Exercise: What is needed is an exact copy of the lines in the listing below, from the one with "pub fn allowed(&self)" up to and including the one with "fn roles_parse_from_claims(#[case] raw: &str, #[case]", with no other lines.
Listed entries Start Marker
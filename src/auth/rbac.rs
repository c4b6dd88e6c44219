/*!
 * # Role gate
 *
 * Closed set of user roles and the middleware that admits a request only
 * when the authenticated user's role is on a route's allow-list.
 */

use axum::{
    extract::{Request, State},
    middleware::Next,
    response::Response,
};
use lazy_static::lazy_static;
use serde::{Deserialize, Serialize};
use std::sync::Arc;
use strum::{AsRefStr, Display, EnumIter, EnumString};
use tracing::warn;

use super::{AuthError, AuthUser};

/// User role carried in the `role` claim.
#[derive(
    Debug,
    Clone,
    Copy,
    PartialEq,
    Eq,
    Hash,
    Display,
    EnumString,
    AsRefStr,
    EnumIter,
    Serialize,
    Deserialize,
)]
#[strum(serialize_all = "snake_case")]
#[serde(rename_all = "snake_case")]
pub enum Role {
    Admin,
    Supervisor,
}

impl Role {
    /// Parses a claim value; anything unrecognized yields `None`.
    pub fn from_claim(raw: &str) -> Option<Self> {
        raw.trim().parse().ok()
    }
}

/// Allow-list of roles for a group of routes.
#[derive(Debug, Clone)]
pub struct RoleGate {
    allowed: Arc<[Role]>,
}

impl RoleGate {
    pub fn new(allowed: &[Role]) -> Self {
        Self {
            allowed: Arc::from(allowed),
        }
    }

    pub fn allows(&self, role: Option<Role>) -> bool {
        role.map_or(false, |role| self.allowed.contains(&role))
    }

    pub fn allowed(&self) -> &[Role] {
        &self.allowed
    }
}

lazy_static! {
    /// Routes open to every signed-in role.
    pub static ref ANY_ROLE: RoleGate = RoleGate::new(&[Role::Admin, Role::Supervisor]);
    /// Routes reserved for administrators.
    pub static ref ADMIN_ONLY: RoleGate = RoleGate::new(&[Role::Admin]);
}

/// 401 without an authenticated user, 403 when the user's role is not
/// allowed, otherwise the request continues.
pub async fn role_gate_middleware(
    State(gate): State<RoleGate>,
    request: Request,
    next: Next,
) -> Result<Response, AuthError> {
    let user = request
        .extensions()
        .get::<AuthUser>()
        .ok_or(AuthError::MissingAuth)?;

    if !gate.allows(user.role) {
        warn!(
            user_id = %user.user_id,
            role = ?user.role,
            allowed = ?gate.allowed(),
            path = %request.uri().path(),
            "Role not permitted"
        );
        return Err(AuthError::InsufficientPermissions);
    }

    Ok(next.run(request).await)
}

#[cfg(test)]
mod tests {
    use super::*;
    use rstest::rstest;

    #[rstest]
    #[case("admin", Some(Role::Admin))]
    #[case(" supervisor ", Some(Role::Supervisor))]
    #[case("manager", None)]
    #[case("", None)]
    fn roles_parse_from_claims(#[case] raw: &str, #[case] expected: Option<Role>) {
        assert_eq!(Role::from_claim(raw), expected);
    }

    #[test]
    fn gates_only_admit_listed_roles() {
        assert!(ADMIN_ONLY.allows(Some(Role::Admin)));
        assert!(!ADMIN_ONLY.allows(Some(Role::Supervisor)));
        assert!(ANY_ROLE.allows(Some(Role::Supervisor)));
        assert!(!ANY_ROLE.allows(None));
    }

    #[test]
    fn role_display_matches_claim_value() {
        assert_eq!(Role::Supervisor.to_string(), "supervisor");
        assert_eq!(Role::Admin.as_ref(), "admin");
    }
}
Listed entries End Marker
Listed entries Start Marker
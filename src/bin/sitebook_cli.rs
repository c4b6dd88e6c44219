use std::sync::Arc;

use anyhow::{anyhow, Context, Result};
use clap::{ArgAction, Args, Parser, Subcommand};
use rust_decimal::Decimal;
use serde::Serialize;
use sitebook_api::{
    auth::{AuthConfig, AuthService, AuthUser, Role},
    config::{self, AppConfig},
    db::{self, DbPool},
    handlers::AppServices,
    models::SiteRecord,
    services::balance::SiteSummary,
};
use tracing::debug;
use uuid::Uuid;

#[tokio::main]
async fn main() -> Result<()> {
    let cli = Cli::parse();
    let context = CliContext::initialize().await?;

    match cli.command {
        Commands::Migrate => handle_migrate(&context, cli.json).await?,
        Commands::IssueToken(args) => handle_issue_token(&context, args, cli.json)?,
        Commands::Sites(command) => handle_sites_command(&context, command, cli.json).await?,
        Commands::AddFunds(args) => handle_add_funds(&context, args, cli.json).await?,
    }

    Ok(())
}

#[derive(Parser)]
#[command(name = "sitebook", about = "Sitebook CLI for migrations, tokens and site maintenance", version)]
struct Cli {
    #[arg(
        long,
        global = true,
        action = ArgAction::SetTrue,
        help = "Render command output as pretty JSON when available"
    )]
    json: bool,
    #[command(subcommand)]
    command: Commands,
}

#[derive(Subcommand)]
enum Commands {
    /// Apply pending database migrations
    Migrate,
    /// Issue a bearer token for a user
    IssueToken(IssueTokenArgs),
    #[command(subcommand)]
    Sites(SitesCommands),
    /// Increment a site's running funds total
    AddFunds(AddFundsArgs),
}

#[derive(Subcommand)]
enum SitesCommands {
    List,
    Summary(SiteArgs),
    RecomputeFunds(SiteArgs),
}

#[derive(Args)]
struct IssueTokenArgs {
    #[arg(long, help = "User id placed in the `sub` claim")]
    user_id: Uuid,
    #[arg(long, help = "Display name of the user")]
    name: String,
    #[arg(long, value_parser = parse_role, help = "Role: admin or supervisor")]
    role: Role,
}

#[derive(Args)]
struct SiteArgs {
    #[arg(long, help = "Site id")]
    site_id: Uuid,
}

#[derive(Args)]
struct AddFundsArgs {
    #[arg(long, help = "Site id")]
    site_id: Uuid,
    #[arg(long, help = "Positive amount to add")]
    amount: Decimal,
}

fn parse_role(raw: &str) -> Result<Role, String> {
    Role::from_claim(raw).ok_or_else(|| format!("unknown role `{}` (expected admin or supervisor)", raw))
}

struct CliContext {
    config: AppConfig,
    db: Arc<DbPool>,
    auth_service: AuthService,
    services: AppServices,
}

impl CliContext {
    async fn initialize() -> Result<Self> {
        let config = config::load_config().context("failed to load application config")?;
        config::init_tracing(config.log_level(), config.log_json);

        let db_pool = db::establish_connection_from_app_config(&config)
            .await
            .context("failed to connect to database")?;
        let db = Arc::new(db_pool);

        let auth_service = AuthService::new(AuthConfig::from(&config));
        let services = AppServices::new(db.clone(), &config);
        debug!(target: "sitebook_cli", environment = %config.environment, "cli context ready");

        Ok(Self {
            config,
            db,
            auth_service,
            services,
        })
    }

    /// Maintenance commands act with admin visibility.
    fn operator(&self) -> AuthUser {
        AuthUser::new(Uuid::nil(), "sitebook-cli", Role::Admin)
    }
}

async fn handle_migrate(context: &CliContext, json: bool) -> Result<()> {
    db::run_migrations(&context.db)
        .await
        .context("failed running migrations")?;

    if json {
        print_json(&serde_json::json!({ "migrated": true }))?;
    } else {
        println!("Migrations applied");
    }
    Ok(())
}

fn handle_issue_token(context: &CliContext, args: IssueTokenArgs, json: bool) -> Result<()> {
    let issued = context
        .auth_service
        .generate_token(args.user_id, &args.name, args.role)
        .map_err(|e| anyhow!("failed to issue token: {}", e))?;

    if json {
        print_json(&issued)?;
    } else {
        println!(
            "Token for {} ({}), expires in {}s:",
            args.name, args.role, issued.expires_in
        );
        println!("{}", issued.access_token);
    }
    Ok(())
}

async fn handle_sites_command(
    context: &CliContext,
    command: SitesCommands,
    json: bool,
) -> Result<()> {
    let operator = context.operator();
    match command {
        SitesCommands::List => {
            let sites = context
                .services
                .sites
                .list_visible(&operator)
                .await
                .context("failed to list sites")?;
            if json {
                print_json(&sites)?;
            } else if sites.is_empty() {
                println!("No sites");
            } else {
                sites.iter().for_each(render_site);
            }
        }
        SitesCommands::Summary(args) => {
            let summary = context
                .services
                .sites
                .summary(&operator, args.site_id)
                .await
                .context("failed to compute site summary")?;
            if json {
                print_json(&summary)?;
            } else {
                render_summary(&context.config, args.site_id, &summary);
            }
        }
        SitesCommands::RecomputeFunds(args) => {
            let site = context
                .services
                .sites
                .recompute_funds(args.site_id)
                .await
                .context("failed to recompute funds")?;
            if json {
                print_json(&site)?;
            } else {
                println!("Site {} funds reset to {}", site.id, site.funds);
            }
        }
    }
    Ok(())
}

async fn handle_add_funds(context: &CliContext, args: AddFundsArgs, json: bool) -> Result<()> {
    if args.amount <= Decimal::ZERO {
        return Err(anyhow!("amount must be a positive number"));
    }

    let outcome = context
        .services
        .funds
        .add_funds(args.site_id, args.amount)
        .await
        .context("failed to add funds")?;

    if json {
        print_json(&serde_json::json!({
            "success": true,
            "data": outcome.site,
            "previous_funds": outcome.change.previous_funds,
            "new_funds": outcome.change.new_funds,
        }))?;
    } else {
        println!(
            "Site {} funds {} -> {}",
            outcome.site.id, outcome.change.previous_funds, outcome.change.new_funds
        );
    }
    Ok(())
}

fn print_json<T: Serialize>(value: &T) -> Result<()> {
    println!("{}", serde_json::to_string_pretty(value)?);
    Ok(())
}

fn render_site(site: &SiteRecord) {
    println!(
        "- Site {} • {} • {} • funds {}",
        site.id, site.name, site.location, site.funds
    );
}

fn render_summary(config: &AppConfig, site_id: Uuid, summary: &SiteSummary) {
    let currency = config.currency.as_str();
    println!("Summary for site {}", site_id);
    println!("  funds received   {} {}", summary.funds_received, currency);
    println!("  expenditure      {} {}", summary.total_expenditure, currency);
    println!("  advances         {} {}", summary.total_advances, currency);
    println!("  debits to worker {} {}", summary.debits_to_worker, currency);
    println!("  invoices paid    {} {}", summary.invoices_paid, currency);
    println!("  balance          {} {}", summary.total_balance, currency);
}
Listed entries End Marker
Listed entries Start Marker
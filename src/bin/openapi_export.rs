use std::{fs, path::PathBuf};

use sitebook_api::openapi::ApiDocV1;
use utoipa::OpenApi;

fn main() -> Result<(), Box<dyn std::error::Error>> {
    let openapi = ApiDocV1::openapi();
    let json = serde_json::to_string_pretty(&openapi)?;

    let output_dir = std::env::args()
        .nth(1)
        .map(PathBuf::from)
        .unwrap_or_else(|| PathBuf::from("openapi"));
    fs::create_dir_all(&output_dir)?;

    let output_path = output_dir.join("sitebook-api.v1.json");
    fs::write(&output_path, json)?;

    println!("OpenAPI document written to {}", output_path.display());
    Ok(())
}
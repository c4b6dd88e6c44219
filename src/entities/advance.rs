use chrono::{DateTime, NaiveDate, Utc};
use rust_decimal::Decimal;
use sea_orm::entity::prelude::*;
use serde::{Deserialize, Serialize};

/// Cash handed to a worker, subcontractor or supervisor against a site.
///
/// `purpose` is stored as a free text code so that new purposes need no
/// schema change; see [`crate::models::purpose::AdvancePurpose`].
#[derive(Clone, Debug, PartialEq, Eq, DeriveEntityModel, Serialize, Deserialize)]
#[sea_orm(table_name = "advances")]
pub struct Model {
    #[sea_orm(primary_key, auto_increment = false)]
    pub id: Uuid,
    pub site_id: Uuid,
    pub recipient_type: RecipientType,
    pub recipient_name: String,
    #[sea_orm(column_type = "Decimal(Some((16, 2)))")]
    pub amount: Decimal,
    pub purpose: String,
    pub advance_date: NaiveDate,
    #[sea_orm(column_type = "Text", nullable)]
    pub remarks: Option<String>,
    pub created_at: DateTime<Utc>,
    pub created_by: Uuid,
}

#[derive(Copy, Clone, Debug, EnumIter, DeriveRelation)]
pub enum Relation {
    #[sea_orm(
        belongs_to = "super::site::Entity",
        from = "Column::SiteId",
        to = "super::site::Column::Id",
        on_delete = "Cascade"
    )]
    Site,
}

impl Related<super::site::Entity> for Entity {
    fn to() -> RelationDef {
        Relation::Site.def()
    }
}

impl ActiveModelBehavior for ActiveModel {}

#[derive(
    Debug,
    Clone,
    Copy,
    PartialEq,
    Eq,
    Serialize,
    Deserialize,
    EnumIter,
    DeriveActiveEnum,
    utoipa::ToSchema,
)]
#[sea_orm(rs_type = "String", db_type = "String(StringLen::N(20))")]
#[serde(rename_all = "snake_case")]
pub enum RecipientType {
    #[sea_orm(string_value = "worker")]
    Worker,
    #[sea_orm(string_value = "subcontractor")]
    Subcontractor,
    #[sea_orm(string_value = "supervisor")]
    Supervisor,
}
Listed entries End Marker
Problem solution:
    pub fn allowed(&self) -> &[Role] {
        &self.allowed
    }
}

lazy_static! {
    /// Routes open to every signed-in role.
    pub static ref ANY_ROLE: RoleGate = RoleGate::new(&[Role::Admin, Role::Supervisor]);
    /// Routes reserved for administrators.
    pub static ref ADMIN_ONLY: RoleGate = RoleGate::new(&[Role::Admin]);
}

/// 401 without an authenticated user, 403 when the user's role is not
/// allowed, otherwise the request continues.
pub async fn role_gate_middleware(
    State(gate): State<RoleGate>,
    request: Request,
    next: Next,
) -> Result<Response, AuthError> {
    let user = request
        .extensions()
        .get::<AuthUser>()
        .ok_or(AuthError::MissingAuth)?;

    if !gate.allows(user.role) {
        warn!(
            user_id = %user.user_id,
            role = ?user.role,
            allowed = ?gate.allowed(),
            path = %request.uri().path(),
            "Role not permitted"
        );
        return Err(AuthError::InsufficientPermissions);
    }

    Ok(next.run(request).await)
}

#[cfg(test)]
mod tests {
    use super::*;
    use rstest::rstest;

    #[rstest]
    #[case("admin", Some(Role::Admin))]
    #[case(" supervisor ", Some(Role::Supervisor))]
    #[case("manager", None)]
    #[case("", None)]
    fn roles_parse_from_claims(#[case] raw: &str, #[case] expected: Option<Role>) {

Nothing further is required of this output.